Les mourants et les endeuillés aujourd’hui. Qui se souvient d’Antigone ?

 

par Alain de Broca (9 avril)

Alain de Broca MD, PhD

Les mourants et les endeuillés aujourd’hui. Qui se souvient d’Antigone ?

(texte édité par son auteur le 11 avril)

 

Auteur Alain de Broca MD, PhD

Le monde est endolori par la pandémie liée à un virus muté d’un animal et passé à l’homme. 
Le monde est pris en tenaille par ce virus inconnu de l’humain qui n’a donc aucune  protection immunitaire vis à vis  de lui. Le risque est que du fait de sa contagiosité et sa virulence grave (mais pas terrible comme Ebola) nous sommes face à une pandémie avec une mortalité importante des populations fragilisées les comorbidités que notre médecine du 20ème siècle nous permettait d’équilibrer (antibiotiques, hormones, thérapie génique, etc)  et donc de vivre au mieux  au point que la mort pouvait être repoussée toujours plus loin, c'est à dire  toujours au-delà de notre propre pensée.
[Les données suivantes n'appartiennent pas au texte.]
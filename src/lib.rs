pub mod auth;
pub mod config;
pub mod database;
pub mod dtos;
pub mod error;
pub mod filter;
pub mod gateway;
pub mod handlers;
pub mod middleware;
pub mod models;
pub mod orders;
pub mod resource;
pub mod routes;
pub mod state;
pub mod views;
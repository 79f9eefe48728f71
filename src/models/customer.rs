use chrono::{DateTime, Utc};
use serde::Serialize;
use sqlx::FromRow;

use crate::dtos::customer::{CustomerDraft, CustomerFilter};
use crate::filter::{contains_ci, date_prefix, iso_timestamp};
use crate::gateway::{Gateway, Table};
use crate::resource::Resource;

#[derive(Debug, Clone, Serialize, FromRow, PartialEq)]
pub struct Customer {
    pub id: i64,
    pub name: String,
    pub phone: Option<String>,
    pub email: Option<String>,
    pub address: Option<String>,
    pub city: Option<String>,
    pub created_at: DateTime<Utc>,
}

impl Resource for Customer {
    type Draft = CustomerDraft;
    type Filter = CustomerFilter;

    const LABEL: &'static str = "Customer";

    fn id(&self) -> i64 {
        self.id
    }

    fn draft(&self) -> CustomerDraft {
        CustomerDraft {
            name: self.name.clone(),
            phone: self.phone.clone(),
            email: self.email.clone(),
            address: self.address.clone(),
            city: self.city.clone(),
        }
    }

    fn matches(&self, filter: &CustomerFilter) -> bool {
        contains_ci(Some(&self.name), filter.name.as_deref())
            && contains_ci(self.email.as_deref(), filter.email.as_deref())
            && contains_ci(self.city.as_deref(), filter.city.as_deref())
            && date_prefix(&iso_timestamp(&self.created_at), filter.date.as_deref())
    }

    fn table(gateway: &dyn Gateway) -> &dyn Table<Self> {
        gateway.customers()
    }
}
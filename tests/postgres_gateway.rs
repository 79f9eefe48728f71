//! Runs against a real database: `DATABASE_URL=... cargo test -- --ignored`.
//! Each test gets a fresh database with the migrations applied.

use sqlx::PgPool;

use gestion_backend::dtos::customer::CustomerDraft;
use gestion_backend::dtos::product::ProductDraft;
use gestion_backend::gateway::{Gateway, GatewayError, OrderStore, PgGateway};
use gestion_backend::models::order::{OrderLine, OrderPlan, OrderStatus};
use gestion_backend::models::product::Product;

async fn seed(gw: &PgGateway, stock: i32) -> (i64, Product) {
    let customer = gw
        .customers()
        .insert(&CustomerDraft { name: "Ana".into(), ..Default::default() })
        .await
        .unwrap();
    let product = gw
        .products()
        .insert(&ProductDraft {
            name: "Yerba".into(),
            price: Some(10.0),
            stock,
            category: "Almacén".into(),
            ..Default::default()
        })
        .await
        .unwrap();
    (customer.id, product)
}

fn plan(customer_id: i64, product: &Product, quantity: i32) -> OrderPlan {
    OrderPlan {
        id: None,
        customer_id,
        description: None,
        status: OrderStatus::Pending,
        lines: vec![OrderLine {
            product_id: product.id,
            product_name: product.name.clone(),
            quantity,
            unit_price: product.price,
        }],
    }
}

#[sqlx::test(migrations = "./migrations")]
#[ignore = "needs DATABASE_URL"]
async fn order_save_takes_stock_and_rolls_back_on_shortage(pool: PgPool) {
    let gw = PgGateway::new(pool);
    let (customer_id, yerba) = seed(&gw, 5).await;

    let order = gw.save_order(&plan(customer_id, &yerba, 3)).await.unwrap();
    assert_eq!(order.total(), 30.0);
    assert_eq!(order.customer_name.as_deref(), Some("Ana"));
    assert_eq!(gw.products().get(yerba.id).await.unwrap().unwrap().stock, 2);

    let err = gw.save_order(&plan(customer_id, &yerba, 3)).await.unwrap_err();
    assert_eq!(err, GatewayError::InsufficientStock { product: "Yerba".into() });
    assert_eq!(gw.products().get(yerba.id).await.unwrap().unwrap().stock, 2);
    assert_eq!(gw.list_orders().await.unwrap().len(), 1);
}

#[sqlx::test(migrations = "./migrations")]
#[ignore = "needs DATABASE_URL"]
async fn editing_an_order_returns_previous_quantities_first(pool: PgPool) {
    let gw = PgGateway::new(pool);
    let (customer_id, yerba) = seed(&gw, 10).await;

    let saved = gw.save_order(&plan(customer_id, &yerba, 4)).await.unwrap();
    assert_eq!(gw.products().get(yerba.id).await.unwrap().unwrap().stock, 6);

    let mut edited = plan(customer_id, &yerba, 10);
    edited.id = Some(saved.id);
    let order = gw.save_order(&edited).await.unwrap();
    assert_eq!(order.lines[0].quantity, 10);
    assert_eq!(gw.products().get(yerba.id).await.unwrap().unwrap().stock, 0);
}

#[sqlx::test(migrations = "./migrations")]
#[ignore = "needs DATABASE_URL"]
async fn concurrent_saves_cannot_overdraw(pool: PgPool) {
    let gw = PgGateway::new(pool);
    let (customer_id, yerba) = seed(&gw, 3).await;
    let order = plan(customer_id, &yerba, 3);

    let (a, b) = tokio::join!(gw.save_order(&order), gw.save_order(&order));
    assert_eq!(a.is_ok() as u8 + b.is_ok() as u8, 1);
    assert_eq!(gw.products().get(yerba.id).await.unwrap().unwrap().stock, 0);
}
Le risque de diffusion du virus  est mondial puisque l’humanité n’avait jamais été en contact avec ce virus. Par chance,  les constatations depuis trois mois montrent que le virus n’est pas très actif sur les enfants, sur les femmes enceintes et sur leurs fœtus, qu’il est asymptomatiques pour nombre de personnes (impossible a bien connaitre du fait d’une absence de possibilité de dépister les personnes en contact avec d’autres personnes atteintes elles de cov19), qu’il est associé à un symptôme grippal dans de nombreux cas et de pathologies respiratoires graves dans quelques pour cent. Cette pathologie respiratoire est lie à une réaction secondaire du corps, après la première phase de la diffusion du virus. Une sorte de rash inflammatoire qui peut être si grave qu’il entraîne une obligation de recevoir un soutien réanimatoire. Grâce aux techniques actuelles de soutien respiratoire en amont de réanimation (service clinique) comme ceux de la réanimation (jusqu’à la circulation extra corporelle), la mortalité est canalisée à des taux maximum de 4 % parmi les personnes connues pour être atteints de cov19 dans notre pays riche, ce qui est par chance moindre que le taux global puisqu’on dit que le taux  est de « une personne dépistée pour 5 à 20 non connue mais atteinte ».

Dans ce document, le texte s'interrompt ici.